EXERCISE DIRECTIONS
Write out exactly, with no other output, the lines below from the one that contains "channel: &C) -> Result<()>" through the end.

Dataset entries
======

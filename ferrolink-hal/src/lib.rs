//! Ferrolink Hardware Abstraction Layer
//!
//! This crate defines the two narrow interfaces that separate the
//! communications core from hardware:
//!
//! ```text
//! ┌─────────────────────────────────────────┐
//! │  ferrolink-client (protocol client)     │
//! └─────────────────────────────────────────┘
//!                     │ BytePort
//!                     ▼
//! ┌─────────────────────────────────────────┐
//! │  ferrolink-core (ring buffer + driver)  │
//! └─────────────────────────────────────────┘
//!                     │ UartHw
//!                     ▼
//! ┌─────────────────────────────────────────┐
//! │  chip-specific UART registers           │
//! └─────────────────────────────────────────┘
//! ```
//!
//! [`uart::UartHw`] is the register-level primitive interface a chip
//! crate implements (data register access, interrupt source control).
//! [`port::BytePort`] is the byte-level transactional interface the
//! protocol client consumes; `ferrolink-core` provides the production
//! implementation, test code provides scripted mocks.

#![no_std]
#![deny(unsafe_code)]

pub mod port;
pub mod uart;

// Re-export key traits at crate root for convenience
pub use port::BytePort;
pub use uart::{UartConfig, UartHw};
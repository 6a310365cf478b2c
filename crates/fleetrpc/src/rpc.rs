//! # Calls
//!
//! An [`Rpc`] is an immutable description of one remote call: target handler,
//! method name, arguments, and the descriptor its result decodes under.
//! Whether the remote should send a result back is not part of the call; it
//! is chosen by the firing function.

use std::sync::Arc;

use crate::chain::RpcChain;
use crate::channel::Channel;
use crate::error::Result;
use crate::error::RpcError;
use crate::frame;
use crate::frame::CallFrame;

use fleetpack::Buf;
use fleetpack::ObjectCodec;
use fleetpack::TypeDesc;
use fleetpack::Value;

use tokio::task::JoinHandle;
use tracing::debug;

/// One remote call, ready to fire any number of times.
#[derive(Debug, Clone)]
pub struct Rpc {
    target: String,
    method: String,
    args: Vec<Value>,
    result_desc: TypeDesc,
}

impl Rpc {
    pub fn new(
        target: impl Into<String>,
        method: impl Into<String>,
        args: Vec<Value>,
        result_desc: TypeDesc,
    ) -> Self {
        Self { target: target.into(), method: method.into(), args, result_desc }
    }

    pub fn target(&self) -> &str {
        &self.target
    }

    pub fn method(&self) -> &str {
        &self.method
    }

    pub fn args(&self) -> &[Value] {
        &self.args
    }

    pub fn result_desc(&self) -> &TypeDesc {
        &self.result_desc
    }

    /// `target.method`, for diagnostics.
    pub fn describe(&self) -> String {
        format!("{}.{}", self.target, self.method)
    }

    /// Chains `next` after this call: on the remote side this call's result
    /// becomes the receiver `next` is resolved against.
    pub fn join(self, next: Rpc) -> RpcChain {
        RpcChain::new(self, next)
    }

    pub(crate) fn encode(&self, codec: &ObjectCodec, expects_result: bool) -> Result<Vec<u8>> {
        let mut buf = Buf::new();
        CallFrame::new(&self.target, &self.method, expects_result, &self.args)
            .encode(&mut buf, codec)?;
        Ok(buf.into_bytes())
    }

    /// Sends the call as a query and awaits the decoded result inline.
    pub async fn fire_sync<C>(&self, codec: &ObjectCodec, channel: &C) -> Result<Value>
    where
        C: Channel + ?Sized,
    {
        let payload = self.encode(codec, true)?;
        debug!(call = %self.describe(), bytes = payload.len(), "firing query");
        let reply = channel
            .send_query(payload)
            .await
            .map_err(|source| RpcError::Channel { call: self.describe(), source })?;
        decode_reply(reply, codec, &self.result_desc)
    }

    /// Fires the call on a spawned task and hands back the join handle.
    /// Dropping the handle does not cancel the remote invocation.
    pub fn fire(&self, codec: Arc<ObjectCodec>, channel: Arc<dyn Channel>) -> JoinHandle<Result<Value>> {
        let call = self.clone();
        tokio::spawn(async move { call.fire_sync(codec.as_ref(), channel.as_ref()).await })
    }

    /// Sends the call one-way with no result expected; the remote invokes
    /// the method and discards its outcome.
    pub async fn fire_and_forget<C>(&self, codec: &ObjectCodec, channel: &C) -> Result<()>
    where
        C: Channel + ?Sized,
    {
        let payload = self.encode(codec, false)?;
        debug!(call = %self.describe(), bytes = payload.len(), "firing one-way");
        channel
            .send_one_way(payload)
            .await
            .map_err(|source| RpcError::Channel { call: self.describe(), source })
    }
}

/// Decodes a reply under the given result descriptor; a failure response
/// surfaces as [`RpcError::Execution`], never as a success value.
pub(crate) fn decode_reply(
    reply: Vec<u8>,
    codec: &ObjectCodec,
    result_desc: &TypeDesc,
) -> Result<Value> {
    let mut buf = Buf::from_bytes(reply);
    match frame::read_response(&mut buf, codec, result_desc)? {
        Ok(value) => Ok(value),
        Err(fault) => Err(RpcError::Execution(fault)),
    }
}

======

REPLY TO THE EXERCISE
    pub async fn fire_and_forget<C>(&self, codec: &ObjectCodec, channel: &C) -> Result<()>
    where
        C: Channel + ?Sized,
    {
        let payload = self.encode(codec, false)?;
        debug!(call = %self.describe(), bytes = payload.len(), "firing one-way");
        channel
            .send_one_way(payload)
            .await
            .map_err(|source| RpcError::Channel { call: self.describe(), source })
    }
}

/// Decodes a reply under the given result descriptor; a failure response
/// surfaces as [`RpcError::Execution`], never as a success value.
pub(crate) fn decode_reply(
    reply: Vec<u8>,
    codec: &ObjectCodec,
    result_desc: &TypeDesc,
) -> Result<Value> {
    let mut buf = Buf::from_bytes(reply);
    match frame::read_response(&mut buf, codec, result_desc)? {
        Ok(value) => Ok(value),
        Err(fault) => Err(RpcError::Execution(fault)),
    }
}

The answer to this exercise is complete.